WORK TO COMPLETE —
From the entries below, retype only the lines from the one with "filename wsreq-core/src/lib.rs" through the one with "external generator, which", exactly as written.

----- MATERIAL SUPPLIED

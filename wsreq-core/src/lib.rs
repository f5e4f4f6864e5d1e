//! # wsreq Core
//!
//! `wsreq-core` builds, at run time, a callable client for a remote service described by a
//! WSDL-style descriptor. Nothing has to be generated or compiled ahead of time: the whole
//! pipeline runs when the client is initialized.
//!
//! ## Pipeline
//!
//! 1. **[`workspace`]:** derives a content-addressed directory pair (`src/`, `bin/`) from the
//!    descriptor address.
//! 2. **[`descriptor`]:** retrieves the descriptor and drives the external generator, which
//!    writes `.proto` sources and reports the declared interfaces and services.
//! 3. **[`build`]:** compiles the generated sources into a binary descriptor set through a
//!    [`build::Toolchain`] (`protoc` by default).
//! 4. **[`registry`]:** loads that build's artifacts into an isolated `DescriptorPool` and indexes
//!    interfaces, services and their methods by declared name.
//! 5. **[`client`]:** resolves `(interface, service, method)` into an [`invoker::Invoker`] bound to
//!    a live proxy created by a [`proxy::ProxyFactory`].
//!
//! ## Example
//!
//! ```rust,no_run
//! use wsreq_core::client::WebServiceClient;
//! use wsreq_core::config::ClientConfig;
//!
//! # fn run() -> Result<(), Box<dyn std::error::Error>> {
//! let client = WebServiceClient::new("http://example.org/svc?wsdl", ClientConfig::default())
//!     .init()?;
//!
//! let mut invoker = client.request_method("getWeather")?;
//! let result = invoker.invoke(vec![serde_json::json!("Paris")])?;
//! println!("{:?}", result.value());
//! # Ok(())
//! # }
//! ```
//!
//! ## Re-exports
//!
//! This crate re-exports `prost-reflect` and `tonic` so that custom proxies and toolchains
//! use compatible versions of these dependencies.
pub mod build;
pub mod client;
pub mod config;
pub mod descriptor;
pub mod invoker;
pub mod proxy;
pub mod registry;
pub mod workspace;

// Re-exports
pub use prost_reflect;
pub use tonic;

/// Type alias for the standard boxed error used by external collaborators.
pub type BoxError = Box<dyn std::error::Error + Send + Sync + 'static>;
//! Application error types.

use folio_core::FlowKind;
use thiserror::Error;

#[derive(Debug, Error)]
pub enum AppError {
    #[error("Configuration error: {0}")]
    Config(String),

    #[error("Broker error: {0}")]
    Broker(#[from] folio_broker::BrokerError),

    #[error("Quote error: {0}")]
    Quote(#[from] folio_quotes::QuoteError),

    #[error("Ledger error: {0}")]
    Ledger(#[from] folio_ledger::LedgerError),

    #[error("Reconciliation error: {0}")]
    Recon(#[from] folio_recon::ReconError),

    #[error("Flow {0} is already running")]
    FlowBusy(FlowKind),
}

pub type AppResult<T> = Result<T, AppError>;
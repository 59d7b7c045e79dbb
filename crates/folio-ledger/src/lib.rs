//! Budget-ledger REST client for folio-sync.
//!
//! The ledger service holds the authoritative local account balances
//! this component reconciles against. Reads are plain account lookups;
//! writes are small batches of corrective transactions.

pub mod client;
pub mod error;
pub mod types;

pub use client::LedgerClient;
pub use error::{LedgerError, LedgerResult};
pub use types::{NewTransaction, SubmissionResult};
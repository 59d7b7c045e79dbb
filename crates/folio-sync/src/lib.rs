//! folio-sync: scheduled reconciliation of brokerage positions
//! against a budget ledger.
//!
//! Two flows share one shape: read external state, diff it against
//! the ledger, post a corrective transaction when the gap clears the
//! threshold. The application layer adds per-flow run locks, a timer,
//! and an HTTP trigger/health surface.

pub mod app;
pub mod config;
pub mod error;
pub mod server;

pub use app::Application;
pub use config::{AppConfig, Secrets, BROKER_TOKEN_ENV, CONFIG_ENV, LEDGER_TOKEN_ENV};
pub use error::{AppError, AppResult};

----------
----- MATERIAL SUPPLIED

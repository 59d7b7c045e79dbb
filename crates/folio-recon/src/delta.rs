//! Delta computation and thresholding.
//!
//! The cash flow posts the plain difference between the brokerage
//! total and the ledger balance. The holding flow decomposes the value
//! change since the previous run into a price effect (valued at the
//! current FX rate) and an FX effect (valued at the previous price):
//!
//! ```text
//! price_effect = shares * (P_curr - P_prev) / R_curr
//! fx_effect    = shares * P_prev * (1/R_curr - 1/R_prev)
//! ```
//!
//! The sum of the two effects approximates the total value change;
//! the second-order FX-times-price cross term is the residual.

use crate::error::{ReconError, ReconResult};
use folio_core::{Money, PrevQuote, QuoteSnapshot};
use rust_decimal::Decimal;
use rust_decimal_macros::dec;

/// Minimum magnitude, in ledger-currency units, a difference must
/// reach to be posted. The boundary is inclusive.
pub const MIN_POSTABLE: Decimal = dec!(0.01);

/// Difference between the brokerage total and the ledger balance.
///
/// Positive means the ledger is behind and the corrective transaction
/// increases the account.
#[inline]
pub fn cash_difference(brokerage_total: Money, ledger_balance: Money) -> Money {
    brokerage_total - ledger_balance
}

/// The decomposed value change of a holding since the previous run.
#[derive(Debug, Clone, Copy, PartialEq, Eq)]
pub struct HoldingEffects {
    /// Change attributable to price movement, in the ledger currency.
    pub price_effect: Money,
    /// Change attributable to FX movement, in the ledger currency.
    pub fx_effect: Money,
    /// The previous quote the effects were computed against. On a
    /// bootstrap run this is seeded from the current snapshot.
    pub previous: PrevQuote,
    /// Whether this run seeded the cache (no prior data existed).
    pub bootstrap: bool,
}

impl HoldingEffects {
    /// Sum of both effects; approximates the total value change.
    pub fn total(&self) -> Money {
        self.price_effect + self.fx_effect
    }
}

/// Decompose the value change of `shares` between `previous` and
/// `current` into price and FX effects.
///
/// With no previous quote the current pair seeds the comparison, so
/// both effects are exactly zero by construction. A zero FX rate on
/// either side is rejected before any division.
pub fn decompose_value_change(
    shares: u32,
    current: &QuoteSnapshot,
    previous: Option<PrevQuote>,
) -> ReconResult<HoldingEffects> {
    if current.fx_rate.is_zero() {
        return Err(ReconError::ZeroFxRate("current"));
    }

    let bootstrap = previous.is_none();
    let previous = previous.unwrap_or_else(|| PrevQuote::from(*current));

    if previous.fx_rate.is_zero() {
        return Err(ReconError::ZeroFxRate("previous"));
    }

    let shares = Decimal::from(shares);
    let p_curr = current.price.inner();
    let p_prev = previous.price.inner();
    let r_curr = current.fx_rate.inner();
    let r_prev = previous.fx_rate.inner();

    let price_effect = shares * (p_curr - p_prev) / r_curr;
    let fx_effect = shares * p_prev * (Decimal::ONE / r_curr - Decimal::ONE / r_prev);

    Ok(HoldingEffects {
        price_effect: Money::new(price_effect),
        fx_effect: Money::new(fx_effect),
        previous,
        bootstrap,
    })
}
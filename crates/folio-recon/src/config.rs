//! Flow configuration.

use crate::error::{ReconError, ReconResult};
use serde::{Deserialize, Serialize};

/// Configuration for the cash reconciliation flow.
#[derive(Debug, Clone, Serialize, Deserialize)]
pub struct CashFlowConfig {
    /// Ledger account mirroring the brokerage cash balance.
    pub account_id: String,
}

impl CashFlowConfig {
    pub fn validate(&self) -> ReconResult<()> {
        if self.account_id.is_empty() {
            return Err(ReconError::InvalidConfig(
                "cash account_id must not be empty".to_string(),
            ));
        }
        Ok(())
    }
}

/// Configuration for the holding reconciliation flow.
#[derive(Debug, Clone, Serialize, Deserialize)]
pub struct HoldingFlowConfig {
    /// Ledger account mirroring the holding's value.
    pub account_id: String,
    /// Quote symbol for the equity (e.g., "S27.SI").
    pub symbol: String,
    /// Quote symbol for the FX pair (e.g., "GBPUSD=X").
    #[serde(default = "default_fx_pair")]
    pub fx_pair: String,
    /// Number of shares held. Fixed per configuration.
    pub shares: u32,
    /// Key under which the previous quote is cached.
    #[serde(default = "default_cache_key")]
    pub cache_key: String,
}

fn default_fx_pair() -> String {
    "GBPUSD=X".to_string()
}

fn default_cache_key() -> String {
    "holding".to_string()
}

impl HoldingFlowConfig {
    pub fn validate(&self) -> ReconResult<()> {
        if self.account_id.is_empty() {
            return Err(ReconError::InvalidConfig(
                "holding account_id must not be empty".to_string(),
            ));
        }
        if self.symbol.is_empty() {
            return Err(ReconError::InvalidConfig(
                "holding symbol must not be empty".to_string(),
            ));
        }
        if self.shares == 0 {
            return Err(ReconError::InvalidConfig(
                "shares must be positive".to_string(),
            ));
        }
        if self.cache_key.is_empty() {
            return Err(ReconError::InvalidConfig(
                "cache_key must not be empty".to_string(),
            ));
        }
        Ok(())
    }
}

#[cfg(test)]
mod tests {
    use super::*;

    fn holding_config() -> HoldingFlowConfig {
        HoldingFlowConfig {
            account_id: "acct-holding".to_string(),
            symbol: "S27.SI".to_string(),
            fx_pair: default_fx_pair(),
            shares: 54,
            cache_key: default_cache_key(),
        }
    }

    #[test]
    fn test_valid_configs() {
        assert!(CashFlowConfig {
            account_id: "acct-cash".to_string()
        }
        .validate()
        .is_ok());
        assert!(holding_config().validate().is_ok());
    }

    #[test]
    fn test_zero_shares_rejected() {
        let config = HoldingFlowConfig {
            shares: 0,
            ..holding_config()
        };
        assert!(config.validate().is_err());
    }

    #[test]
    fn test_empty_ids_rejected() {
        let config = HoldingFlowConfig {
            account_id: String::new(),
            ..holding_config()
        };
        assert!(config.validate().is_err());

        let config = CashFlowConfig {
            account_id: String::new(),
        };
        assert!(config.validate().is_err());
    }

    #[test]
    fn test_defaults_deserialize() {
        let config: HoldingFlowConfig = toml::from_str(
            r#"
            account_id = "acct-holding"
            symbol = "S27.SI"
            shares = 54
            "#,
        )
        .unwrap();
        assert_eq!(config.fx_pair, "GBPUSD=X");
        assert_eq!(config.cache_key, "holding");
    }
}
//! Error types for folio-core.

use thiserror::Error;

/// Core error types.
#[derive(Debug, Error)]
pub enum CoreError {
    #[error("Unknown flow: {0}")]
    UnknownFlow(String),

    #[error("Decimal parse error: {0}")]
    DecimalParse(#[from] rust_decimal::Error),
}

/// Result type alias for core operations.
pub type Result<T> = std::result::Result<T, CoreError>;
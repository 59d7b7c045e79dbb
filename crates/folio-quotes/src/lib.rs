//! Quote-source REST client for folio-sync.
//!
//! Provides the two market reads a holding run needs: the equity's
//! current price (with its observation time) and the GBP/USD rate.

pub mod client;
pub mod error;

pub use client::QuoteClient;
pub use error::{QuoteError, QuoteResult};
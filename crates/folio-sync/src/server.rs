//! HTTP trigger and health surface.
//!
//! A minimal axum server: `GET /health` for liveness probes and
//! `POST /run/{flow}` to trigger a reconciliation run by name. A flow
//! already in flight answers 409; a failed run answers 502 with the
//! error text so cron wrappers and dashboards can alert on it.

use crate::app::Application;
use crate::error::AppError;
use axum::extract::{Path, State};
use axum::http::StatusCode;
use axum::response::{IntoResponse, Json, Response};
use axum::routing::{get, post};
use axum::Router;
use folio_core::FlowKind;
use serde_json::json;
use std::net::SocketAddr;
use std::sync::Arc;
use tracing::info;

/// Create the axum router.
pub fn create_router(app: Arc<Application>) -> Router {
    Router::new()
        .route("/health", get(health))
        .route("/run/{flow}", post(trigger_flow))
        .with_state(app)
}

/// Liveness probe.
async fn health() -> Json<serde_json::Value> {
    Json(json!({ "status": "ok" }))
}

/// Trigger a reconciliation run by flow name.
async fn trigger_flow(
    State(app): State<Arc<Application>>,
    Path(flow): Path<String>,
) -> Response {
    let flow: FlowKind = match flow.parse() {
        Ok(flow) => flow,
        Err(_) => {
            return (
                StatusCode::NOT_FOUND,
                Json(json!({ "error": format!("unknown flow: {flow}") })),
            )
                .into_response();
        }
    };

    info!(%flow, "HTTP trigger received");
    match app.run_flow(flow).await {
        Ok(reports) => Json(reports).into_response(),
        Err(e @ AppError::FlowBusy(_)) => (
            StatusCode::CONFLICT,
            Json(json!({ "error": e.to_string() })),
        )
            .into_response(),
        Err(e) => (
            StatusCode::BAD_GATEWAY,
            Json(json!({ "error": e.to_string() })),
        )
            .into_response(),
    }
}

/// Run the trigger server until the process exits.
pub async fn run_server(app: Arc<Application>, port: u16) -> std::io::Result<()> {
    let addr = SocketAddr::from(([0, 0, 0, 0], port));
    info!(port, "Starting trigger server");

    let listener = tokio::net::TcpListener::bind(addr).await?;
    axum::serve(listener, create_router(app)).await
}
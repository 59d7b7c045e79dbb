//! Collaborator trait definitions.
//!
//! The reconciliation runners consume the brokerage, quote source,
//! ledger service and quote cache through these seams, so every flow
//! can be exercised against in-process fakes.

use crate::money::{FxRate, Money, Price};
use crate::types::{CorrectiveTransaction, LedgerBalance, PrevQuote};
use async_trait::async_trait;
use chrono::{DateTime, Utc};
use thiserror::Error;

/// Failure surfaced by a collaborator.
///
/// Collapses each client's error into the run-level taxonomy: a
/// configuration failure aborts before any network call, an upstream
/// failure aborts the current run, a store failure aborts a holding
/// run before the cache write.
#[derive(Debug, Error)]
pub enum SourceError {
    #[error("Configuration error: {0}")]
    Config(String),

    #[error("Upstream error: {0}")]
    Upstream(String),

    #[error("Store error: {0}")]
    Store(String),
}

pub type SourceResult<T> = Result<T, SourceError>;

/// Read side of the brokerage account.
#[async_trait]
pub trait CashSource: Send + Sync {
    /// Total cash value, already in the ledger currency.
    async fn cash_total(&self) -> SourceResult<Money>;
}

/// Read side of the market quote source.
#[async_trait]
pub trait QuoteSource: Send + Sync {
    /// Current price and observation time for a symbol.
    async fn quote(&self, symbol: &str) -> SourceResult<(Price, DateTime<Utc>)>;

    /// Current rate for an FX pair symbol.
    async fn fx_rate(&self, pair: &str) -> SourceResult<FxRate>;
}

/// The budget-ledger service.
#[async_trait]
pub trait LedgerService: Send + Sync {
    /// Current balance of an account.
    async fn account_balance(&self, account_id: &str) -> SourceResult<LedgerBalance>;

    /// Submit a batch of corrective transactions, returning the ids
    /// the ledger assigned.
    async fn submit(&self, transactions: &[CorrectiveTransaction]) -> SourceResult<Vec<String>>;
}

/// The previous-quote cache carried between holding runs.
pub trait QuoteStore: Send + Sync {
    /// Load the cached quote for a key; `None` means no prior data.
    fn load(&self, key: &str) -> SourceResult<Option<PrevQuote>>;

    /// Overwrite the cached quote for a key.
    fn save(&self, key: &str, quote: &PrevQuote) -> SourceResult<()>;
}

----------
----- MATERIAL SUPPLIED

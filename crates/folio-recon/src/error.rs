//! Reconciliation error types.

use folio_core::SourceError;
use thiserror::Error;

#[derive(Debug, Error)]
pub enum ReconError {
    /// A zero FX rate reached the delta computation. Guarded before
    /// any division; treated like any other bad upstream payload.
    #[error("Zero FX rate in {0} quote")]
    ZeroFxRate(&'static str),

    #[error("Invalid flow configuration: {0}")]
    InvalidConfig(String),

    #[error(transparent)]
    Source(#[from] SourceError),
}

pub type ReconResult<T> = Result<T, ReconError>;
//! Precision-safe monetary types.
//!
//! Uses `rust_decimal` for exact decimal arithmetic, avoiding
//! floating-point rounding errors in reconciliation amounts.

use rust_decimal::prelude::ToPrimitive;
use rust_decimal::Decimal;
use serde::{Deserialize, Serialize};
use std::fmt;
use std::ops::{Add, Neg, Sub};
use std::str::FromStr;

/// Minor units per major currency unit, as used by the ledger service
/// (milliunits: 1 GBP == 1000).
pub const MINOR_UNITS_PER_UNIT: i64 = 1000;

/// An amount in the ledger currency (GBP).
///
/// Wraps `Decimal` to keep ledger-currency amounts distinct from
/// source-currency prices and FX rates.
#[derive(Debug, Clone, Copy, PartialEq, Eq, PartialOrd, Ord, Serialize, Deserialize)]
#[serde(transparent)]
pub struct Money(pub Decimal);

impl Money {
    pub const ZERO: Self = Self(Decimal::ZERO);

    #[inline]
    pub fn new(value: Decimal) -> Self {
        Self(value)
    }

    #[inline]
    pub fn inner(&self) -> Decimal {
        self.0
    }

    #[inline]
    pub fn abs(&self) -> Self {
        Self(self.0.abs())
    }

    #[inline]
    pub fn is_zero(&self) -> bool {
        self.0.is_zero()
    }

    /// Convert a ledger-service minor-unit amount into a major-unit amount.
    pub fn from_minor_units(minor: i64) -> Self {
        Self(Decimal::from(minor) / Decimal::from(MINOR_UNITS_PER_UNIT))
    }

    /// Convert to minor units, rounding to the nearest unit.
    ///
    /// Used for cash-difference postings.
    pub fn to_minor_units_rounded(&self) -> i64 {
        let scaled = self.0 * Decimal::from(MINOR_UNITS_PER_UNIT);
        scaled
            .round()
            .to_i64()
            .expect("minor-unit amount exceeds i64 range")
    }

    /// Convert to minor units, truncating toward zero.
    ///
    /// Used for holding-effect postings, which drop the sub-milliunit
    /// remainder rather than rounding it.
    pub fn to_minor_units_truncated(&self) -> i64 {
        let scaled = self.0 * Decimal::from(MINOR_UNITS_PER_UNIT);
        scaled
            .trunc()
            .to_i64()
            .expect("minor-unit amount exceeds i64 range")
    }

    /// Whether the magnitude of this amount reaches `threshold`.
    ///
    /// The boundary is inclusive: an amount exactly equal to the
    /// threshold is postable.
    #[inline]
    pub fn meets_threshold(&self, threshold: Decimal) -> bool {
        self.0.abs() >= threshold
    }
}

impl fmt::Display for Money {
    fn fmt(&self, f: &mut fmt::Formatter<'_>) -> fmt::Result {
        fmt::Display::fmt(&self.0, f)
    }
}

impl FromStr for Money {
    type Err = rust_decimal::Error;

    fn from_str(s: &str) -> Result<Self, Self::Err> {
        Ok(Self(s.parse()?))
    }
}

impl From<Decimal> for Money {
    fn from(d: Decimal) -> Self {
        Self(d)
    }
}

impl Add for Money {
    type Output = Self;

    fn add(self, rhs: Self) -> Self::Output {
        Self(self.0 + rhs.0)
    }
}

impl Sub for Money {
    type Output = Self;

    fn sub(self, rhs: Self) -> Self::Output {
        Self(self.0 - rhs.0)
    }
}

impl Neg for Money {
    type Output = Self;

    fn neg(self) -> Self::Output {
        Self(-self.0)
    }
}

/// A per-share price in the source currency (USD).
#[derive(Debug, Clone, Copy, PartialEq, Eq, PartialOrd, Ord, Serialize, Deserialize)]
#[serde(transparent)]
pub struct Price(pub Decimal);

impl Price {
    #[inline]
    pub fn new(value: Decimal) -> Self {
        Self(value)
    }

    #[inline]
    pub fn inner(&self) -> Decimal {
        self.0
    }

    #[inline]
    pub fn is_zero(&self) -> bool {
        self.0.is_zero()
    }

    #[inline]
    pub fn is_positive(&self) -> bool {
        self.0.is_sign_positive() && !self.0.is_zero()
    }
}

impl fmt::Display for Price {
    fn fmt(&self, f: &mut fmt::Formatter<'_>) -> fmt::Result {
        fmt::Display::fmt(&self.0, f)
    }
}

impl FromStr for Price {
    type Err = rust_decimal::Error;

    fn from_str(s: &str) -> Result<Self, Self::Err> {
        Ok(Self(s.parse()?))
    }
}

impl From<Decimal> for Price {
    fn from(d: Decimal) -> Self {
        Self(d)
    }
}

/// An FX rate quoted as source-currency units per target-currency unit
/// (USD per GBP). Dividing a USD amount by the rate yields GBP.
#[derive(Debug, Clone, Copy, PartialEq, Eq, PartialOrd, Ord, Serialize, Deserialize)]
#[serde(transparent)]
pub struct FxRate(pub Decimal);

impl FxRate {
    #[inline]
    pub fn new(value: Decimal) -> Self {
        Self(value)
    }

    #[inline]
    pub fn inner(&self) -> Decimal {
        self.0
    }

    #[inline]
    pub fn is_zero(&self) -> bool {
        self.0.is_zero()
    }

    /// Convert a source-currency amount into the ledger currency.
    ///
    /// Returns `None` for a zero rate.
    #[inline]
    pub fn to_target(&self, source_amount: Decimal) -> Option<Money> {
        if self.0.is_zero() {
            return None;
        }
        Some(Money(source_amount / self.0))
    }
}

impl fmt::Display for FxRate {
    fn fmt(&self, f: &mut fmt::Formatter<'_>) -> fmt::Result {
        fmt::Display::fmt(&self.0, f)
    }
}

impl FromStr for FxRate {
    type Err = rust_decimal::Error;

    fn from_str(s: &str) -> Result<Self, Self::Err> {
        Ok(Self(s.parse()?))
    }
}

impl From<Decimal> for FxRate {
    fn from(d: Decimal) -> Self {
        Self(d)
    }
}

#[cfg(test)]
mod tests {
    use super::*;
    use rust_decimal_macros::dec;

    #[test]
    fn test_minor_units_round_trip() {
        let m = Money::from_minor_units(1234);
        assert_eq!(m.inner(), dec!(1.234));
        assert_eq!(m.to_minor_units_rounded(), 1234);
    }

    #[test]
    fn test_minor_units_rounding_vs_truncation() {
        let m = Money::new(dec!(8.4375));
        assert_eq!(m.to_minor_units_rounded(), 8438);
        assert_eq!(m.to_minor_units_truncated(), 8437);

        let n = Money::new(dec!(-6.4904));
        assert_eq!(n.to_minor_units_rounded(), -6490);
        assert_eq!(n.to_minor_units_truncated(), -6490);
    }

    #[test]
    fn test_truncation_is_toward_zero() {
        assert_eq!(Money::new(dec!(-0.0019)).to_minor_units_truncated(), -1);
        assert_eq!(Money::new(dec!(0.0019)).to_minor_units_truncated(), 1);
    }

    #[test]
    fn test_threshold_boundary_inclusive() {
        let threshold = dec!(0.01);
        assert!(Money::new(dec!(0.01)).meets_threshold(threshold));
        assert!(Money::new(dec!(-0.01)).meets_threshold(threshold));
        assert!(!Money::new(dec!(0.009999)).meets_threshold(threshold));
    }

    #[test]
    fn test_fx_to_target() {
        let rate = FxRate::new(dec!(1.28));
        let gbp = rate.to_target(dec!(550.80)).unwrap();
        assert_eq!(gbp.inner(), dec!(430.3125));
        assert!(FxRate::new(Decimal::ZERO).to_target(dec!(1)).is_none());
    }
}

----------

ANSWER FOR THE TASK —
filename wsreq-core/src/lib.rs
repository f5e4f4f6864e5d1e
//! # wsreq Core
//!
//! `wsreq-core` builds, at run time, a callable client for a remote service described by a
//! WSDL-style descriptor. Nothing has to be generated or compiled ahead of time: the whole
//! pipeline runs when the client is initialized.
//!
//! ## Pipeline
//!
//! 1. **[`workspace`]:** derives a content-addressed directory pair (`src/`, `bin/`) from the
//!    descriptor address.
//! 2. **[`descriptor`]:** retrieves the descriptor and drives the external generator, which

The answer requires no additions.